No pude decirle que luego fuimos a parar a la Calle Lomba, toda charcos, toda barro, toda aserrín, toda letrinas y una escuelita de banquitos donde una profesora daba reglazos y disparaba procacidades como cualquier carretillero del mercado público. Un día cualquiera el dueño de la casa aumentó la cuota del arriendo, y fue así como ascendimos hacia la Loma del diablo, en Torices, Paseo Bolívar, rodeados de marihuana, cascajo y gente generosa que lloró a mares cuando una casa se incendió llevándose en sus llamas a un vecino, sin que esa lluvia de lamentaciones pudiera conmoverla.

Esa mujer pequeña de sonrisa grandota siguió contando, inmersa en un sosiego espléndido, que su familia debió agrandar la familia de otra en alguno de los municipios de los Montes de María La Alta, pero a los pocos meses volaron todos a Cartagena, a las estribaciones de La Popa, donde unos vendían periódicos; otros, bolsitas de agua fría, chucherías o trabajaban por días en casas ajenas, sobrellevando siempre las desconfianzas y el desprecio de quienes se enteraban de cuáles eran sus procedencias.

Aquí se convirtió en la madre soltera de tres muchachas pequeñas de sonrisas discretas, pero ella, con las nostalgias aún ardiendo, comparó el entorno de su nueva casa con los días irreparables en que era una niña de una sonrisita que empezaba a ser grandota, cuyas únicas preocupaciones eran correr por los montes, tomar leche recién ordeñada y lavar los chócoros del almuerzo.

Si ella supiera que a mí también me atacó la pesadumbre cuando vi esos árboles de bonga, esa hierba tierna y esa brisa venerable que se regaba por la planicie aledaña a La Cordialidad, campiña que rodeaba su casa como una aureola de la fortuna.

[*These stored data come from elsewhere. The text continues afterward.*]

#[cfg(test)]
mod tests {
    use super::*;
    use crate::game::errors::FoulError;
    use std::time::Duration;

    fn config(seats: usize, rounds: u32) -> RoomConfig {
        RoomConfig {
            seats,
            rounds,
            deck_seed: Some(7),
            ready_timeout_secs: Some(30),
            arrange_timeout_secs: Some(60),
            reveal_secs: 3,
            retention_secs: 10,
            ..RoomConfig::default()
        }
    }

    fn started(seats: usize, rounds: u32, now: Instant) -> Room {
        let mut room = Room::new(1, config(seats, rounds)).unwrap();
        for i in 0..seats {
            let seat = room.join(PlayerId::new(&format!("p{i}")), now).unwrap();
            room.set_ready(seat).unwrap();
        }
        room.settle(now);
        room
    }

    fn suggested(room: &mut Room, seat: SeatIndex) -> Arrangement {
        room.suggest(seat).unwrap()
    }

    #[test]
    fn test_full_ready_room_deals() {
        let now = Instant::now();
        let room = started(2, 1, now);
        assert_eq!(room.phase(), PhaseName::Arranging);
        assert_eq!(room.round(), 1);
        for idx in 0..2 {
            assert_eq!(room.seat(idx).unwrap().dealt.len(), 13);
        }
    }

    #[test]
    fn test_room_waits_until_everyone_is_ready() {
        let now = Instant::now();
        let mut room = Room::new(1, config(2, 1)).unwrap();
        let a = room.join(PlayerId::new("a"), now).unwrap();
        room.join(PlayerId::new("b"), now).unwrap();
        room.set_ready(a).unwrap();
        assert_eq!(room.settle(now), 0);
        assert_eq!(room.phase(), PhaseName::Waiting);
    }

    #[test]
    fn test_unready_holds_back_the_deal() {
        let now = Instant::now();
        let mut room = Room::new(1, config(2, 1)).unwrap();
        let a = room.join(PlayerId::new("a"), now).unwrap();
        let b = room.join(PlayerId::new("b"), now).unwrap();
        room.set_ready(a).unwrap();
        room.set_unready(a).unwrap();
        room.set_ready(b).unwrap();
        assert_eq!(room.settle(now), 0);
        assert_eq!(room.phase(), PhaseName::Waiting);
        assert!(!room.seat(a).unwrap().ready);
        assert!(
            room.drain_events()
                .contains(&RoomEvent::PlayerUnready { seat: a })
        );

        room.set_ready(a).unwrap();
        room.settle(now);
        assert_eq!(room.phase(), PhaseName::Arranging);
        assert!(matches!(
            room.set_unready(a),
            Err(RoomError::InvalidStateTransition(_))
        ));
        assert!(room.seat(a).unwrap().ready);
    }

    #[test]
    fn test_bots_play_the_suggested_arrangement() {
        let now = Instant::now();
        let mut room = Room::new(
            1,
            RoomConfig {
                bots: 3,
                ..config(4, 1)
            },
        )
        .unwrap();
        assert_eq!(room.seats_taken(), 3);
        assert!(!room.is_abandoned());

        let human = room.join(PlayerId::new("bot-1"), now);
        assert!(matches!(human, Err(RoomError::AlreadySeated(_))));
        let human = room.join(PlayerId::new("human"), now).unwrap();
        assert_eq!(human, 3);
        room.set_ready(human).unwrap();
        room.settle(now);
        assert_eq!(room.phase(), PhaseName::Arranging);
        for idx in 0..3 {
            let bot = room.seat(idx).unwrap();
            assert!(bot.bot);
            assert!(bot.hand.as_ref().is_some_and(|h| h.foul.is_none()));
        }

        let arrangement = suggested(&mut room, human);
        room.submit_arrangement(human, arrangement).unwrap();
        room.settle(now);
        let result = room.history().last().unwrap();
        assert_eq!(result.seats.len(), 4);
        assert_eq!(result.seats.iter().map(|o| o.points).sum::<Points>(), 0);

        room.settle(now + Duration::from_secs(3));
        assert_eq!(room.phase(), PhaseName::MatchComplete);
        assert_eq!(room.standings().len(), 4);
    }

    #[test]
    fn test_bots_alone_end_the_match() {
        let now = Instant::now();
        let mut room = Room::new(1, config(2, 5)).unwrap();
        let human = room.join(PlayerId::new("human"), now).unwrap();
        let bot = room.add_bot(now).unwrap();
        assert_eq!(room.seat(bot).unwrap().player, PlayerId::new("bot-1"));
        room.set_ready(human).unwrap();
        room.settle(now);
        assert_eq!(room.phase(), PhaseName::Arranging);

        room.leave(human, now).unwrap();
        assert!(room.is_abandoned());
        room.settle(now);
        assert_eq!(room.phase(), PhaseName::Revealing);
        room.settle(now + Duration::from_secs(3));
        assert_eq!(room.phase(), PhaseName::MatchComplete);
        assert_eq!(room.round(), 1);
    }

    #[test]
    fn test_join_rules() {
        let now = Instant::now();
        let mut room = Room::new(1, config(2, 1)).unwrap();
        room.join(PlayerId::new("a"), now).unwrap();
        assert_eq!(
            room.join(PlayerId::new("a"), now),
            Err(RoomError::AlreadySeated("a".to_string()))
        );
        room.join(PlayerId::new("b"), now).unwrap();
        assert_eq!(room.join(PlayerId::new("c"), now), Err(RoomError::RoomFull));
    }

    #[test]
    fn test_submit_outside_arranging_is_rejected() {
        let now = Instant::now();
        let mut room = Room::new(1, config(2, 1)).unwrap();
        let seat = room.join(PlayerId::new("a"), now).unwrap();
        let err = room
            .submit_arrangement(seat, Arrangement::default())
            .unwrap_err();
        assert!(matches!(err, RoomError::InvalidStateTransition(_)));
        assert_eq!(room.phase(), PhaseName::Waiting);
    }

    #[test]
    fn test_malformed_submission_leaves_room_unchanged() {
        let now = Instant::now();
        let mut room = started(2, 1, now);
        let dealt = room.seat(0).unwrap().dealt.clone();
        let bad = Arrangement::new(
            dealt[..4].to_vec(),
            dealt[4..8].to_vec(),
            dealt[8..].to_vec(),
        );
        room.drain_events();
        let err = room.submit_arrangement(0, bad).unwrap_err();
        assert!(matches!(err, RoomError::Malformed(_)));
        assert!(room.seat(0).unwrap().hand.is_none());
        assert!(room.drain_events().is_empty());
        assert_eq!(room.phase(), PhaseName::Arranging);
    }

    #[test]
    fn test_round_scores_and_reveals() {
        let now = Instant::now();
        let mut room = started(2, 2, now);
        for seat in 0..2 {
            let arrangement = suggested(&mut room, seat);
            let validation = room.submit_arrangement(seat, arrangement).unwrap();
            assert!(!validation.is_foul());
        }
        room.settle(now);
        assert_eq!(room.phase(), PhaseName::Revealing);
        assert_eq!(room.history().len(), 1);
        let result = &room.history()[0];
        let total: Points = result.seats.iter().map(|o| o.points).sum();
        assert_eq!(total, 0);

        room.settle(now + Duration::from_secs(3));
        assert_eq!(room.phase(), PhaseName::Arranging);
        assert_eq!(room.round(), 2);
    }

    #[test]
    fn test_double_submit_rejected() {
        let now = Instant::now();
        let mut room = started(2, 1, now);
        let arrangement = suggested(&mut room, 0);
        room.submit_arrangement(0, arrangement.clone()).unwrap();
        assert_eq!(
            room.submit_arrangement(0, arrangement),
            Err(RoomError::AlreadySubmitted(0))
        );
    }

    #[test]
    fn test_deadline_forfeits_missing_seats() {
        let now = Instant::now();
        let mut room = started(2, 1, now);
        let arrangement = suggested(&mut room, 0);
        room.submit_arrangement(0, arrangement).unwrap();
        room.disconnect(1).unwrap();

        assert_eq!(room.settle(now + Duration::from_secs(59)), 0);
        room.settle(now + Duration::from_secs(60));
        assert_eq!(room.phase(), PhaseName::Revealing);

        let result = room.history().last().unwrap();
        let forfeited = result.outcome(1).unwrap();
        assert_eq!(forfeited.hand.foul, Some(FoulError::Forfeit));
        assert_eq!(
            forfeited.timeout,
            Some(SeatTimeoutError { seat: 1, round: 1 })
        );
        assert!(result.outcome(0).unwrap().points > 0);
    }

    #[test]
    fn test_leaving_mid_round_forfeits_and_frees_seat_after_reveal() {
        let now = Instant::now();
        let mut room = started(2, 3, now);
        let arrangement = suggested(&mut room, 0);
        room.submit_arrangement(0, arrangement).unwrap();
        room.leave(1, now).unwrap();
        room.settle(now);
        assert_eq!(room.phase(), PhaseName::Revealing);
        assert_eq!(room.seats_taken(), 2);

        room.settle(now + Duration::from_secs(3));
        assert_eq!(room.phase(), PhaseName::MatchComplete);
        assert_eq!(room.seats_taken(), 1);
    }

    #[test]
    fn test_leaving_before_deal_frees_seat() {
        let now = Instant::now();
        let mut room = Room::new(1, config(2, 1)).unwrap();
        let seat = room.join(PlayerId::new("a"), now).unwrap();
        room.leave(seat, now).unwrap();
        assert_eq!(room.seats_taken(), 0);
        assert!(room.is_abandoned());
    }

    #[test]
    fn test_ready_deadline_releases_unready_seats() {
        let now = Instant::now();
        let mut room = Room::new(1, config(2, 1)).unwrap();
        let a = room.join(PlayerId::new("a"), now).unwrap();
        room.join(PlayerId::new("b"), now).unwrap();
        room.set_ready(a).unwrap();
        assert_eq!(room.deadline(), Some(now + Duration::from_secs(30)));

        room.settle(now + Duration::from_secs(30));
        assert_eq!(room.phase(), PhaseName::Waiting);
        assert_eq!(room.seats_taken(), 1);
        assert!(room.seat(a).is_some());
        assert_eq!(room.deadline(), None);
    }

    #[test]
    fn test_match_completes_after_last_round() {
        let now = Instant::now();
        let mut room = started(2, 1, now);
        for seat in 0..2 {
            let arrangement = suggested(&mut room, seat);
            room.submit_arrangement(seat, arrangement).unwrap();
        }
        room.settle(now);
        room.settle(now + Duration::from_secs(3));
        assert_eq!(room.phase(), PhaseName::MatchComplete);
        assert!(!room.is_reclaimable(now + Duration::from_secs(12)));
        assert!(room.is_reclaimable(now + Duration::from_secs(13)));

        let events = room.drain_events();
        assert!(
            events
                .iter()
                .any(|e| matches!(e, RoomEvent::MatchCompleted { .. }))
        );
    }

    #[test]
    fn test_every_transition_emits_state_change() {
        let now = Instant::now();
        let mut room = started(2, 1, now);
        let events = room.drain_events();
        let changes: Vec<(PhaseName, PhaseName)> = events
            .iter()
            .filter_map(|e| match e {
                RoomEvent::RoomStateChanged { from, to } => Some((*from, *to)),
                _ => None,
            })
            .collect();
        assert_eq!(
            changes,
            vec![
                (PhaseName::Waiting, PhaseName::Dealing),
                (PhaseName::Dealing, PhaseName::Arranging),
            ]
        );
    }

    #[test]
    fn test_view_hides_other_hands() {
        let now = Instant::now();
        let room = started(2, 1, now);
        let mine = room.view(Some(0), now);
        assert_eq!(mine.your_seat, Some(0));
        assert_eq!(mine.your_cards, room.seat(0).unwrap().dealt);
        let spectator = room.view(None, now);
        assert!(spectator.your_cards.is_empty());
        assert_eq!(spectator.deadline_secs, Some(60));
    }

    #[test]
    fn test_drafts_are_checked_and_used_on_timeout() {
        let now = Instant::now();
        let mut room = started(2, 1, now);
        let dealt = room.seat(1).unwrap().dealt.clone();
        let foreign = room.seat(0).unwrap().dealt[0];
        let bad = Arrangement::new(vec![foreign], vec![], vec![]);
        assert!(matches!(
            room.save_draft(1, bad),
            Err(RoomError::Malformed(MalformedArrangementError::ForeignCard(_)))
        ));

        let draft = suggested(&mut room, 1);
        room.save_draft(1, draft.clone()).unwrap();
        let arrangement = suggested(&mut room, 0);
        room.submit_arrangement(0, arrangement).unwrap();
        room.settle(now + Duration::from_secs(60));

        let outcome = room.history()[0].outcome(1).unwrap().clone();
        assert_eq!(outcome.hand.arrangement, draft);
        assert_eq!(outcome.hand.foul, Some(FoulError::Forfeit));
        assert_eq!(dealt.len(), 13);
    }

    #[test]
    fn test_standings_weighted_by_stake() {
        let now = Instant::now();
        let mut cfg = config(2, 1);
        cfg.stake_unit = 10;
        let mut room = Room::new(1, cfg).unwrap();
        for name in ["a", "b"] {
            let seat = room.join(PlayerId::new(name), now).unwrap();
            room.set_ready(seat).unwrap();
        }
        room.settle(now);
        let arrangement = suggested(&mut room, 0);
        room.submit_arrangement(0, arrangement).unwrap();
        room.settle(now + Duration::from_secs(60));
        let standings = room.standings();
        for standing in standings {
            assert_eq!(standing.stake_total, standing.points * 10);
        }
    }
}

Si supiera que así era El Socorro, una lejanía por donde aún cruzaban las vacas y las noches cargaban un aliento de hielo que humedecía las paredes orificadas por la intromisión de las garrapatas.

La mujer pequeña de sonrisa grandota me refirió que, 20 años después, regresó a la tierra de su nacimiento y convivencia, pero no sintió deseos de quedarse. Aunque recorrió las calles, saludó a paisanos y contempló los rostros fotografiados de aquellos que fueron sus compañeros de juegos infantiles, a quienes los verdugos paramilitares exterminaron a balazos y a machetazos, no sintió deseos de continuar su vida en ese caserío donde algún día fue feliz, a pesar de las limitaciones y las lejanías de aquello que llaman civilización.

En Cartagena, esa mujer pequeña de sonrisa grandota aprendió a odiar la palabra “desplazado”. La siente como una marca, como una lepra que a veces se transforma en una especie de pecado no cometido, pero que cada cual se cree con derecho a castigar a punta de señalamientos.

Quise decirle que, poco a poco, quienes nacimos y vivimos en las periferias de esta ciudad también cargamos y seguiremos cargando ese rótulo hasta que no puedan arrinconarnos más. Quise contarle que al abuelo José no se le presentaron hombres armados con lenguaje intimidante, pero sí una hueste de facturas e impuestos cada más astronómicos hasta que tuvo que vender, a precio de huevo, su casona de la Calle del Camposanto.

Quise decírselo, pero su sonrisa grandota se distrajo iluminando la aparición de una bandada de pajaritos que volvieron a recordarle los Montes de María La Alta.